_INPUT RECORDS_.
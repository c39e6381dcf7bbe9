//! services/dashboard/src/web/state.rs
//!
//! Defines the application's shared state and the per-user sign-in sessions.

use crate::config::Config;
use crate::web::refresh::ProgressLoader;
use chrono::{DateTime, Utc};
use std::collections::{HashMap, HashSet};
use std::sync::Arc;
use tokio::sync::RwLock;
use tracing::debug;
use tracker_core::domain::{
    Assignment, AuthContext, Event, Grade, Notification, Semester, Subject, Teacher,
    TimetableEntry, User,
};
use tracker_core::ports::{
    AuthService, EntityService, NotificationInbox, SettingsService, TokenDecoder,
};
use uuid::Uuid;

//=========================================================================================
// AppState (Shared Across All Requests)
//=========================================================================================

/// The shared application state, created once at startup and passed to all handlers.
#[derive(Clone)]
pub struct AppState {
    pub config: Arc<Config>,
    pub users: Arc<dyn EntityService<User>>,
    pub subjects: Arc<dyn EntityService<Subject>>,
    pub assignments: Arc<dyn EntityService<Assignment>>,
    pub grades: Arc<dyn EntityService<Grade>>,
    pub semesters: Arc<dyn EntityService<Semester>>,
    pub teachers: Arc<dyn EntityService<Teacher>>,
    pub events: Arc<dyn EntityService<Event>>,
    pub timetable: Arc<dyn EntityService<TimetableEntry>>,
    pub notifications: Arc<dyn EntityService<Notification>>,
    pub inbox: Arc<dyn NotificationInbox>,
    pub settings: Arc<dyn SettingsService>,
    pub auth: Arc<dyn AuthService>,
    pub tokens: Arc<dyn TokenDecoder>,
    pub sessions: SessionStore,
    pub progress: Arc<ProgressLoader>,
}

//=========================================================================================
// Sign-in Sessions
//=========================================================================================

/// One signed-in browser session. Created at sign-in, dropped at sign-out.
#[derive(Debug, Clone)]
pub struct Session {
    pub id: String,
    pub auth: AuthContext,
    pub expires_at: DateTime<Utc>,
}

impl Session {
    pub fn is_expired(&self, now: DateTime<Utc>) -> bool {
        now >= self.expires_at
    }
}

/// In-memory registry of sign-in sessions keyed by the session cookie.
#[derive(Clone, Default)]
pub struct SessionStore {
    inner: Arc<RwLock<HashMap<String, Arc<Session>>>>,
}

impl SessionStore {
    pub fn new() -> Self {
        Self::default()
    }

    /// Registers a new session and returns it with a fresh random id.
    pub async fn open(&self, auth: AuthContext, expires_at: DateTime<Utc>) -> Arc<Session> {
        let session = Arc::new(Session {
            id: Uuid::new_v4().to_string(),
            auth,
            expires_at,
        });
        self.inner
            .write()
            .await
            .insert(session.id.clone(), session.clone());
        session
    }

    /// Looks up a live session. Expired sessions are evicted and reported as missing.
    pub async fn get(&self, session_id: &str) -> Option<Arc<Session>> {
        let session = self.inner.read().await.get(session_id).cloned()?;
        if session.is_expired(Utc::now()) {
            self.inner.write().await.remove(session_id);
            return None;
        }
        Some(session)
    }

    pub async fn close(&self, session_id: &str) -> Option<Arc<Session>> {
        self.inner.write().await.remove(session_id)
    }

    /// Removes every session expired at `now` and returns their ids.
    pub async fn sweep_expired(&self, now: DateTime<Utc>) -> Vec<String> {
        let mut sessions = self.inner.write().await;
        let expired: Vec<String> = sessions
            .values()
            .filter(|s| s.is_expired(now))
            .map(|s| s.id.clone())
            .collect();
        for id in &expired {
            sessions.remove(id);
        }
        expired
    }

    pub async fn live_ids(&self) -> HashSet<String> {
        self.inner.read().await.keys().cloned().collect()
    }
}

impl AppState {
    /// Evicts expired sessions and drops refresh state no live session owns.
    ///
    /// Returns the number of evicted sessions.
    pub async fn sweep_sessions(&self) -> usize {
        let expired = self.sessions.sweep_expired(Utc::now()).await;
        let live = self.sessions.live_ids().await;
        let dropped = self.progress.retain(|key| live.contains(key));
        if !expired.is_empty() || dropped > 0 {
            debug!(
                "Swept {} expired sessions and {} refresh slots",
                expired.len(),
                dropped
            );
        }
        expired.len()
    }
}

_WORK TASK_. In the listing above, show every line with the word "inner".

_WORKED SOLUTION_.
    inner: Arc<RwLock<HashMap<String, Arc<Session>>>>,
        self.inner
        let session = self.inner.read().await.get(session_id).cloned()?;
            self.inner.write().await.remove(session_id);
        self.inner.write().await.remove(session_id)
        let mut sessions = self.inner.write().await;
        self.inner.read().await.keys().cloned().collect()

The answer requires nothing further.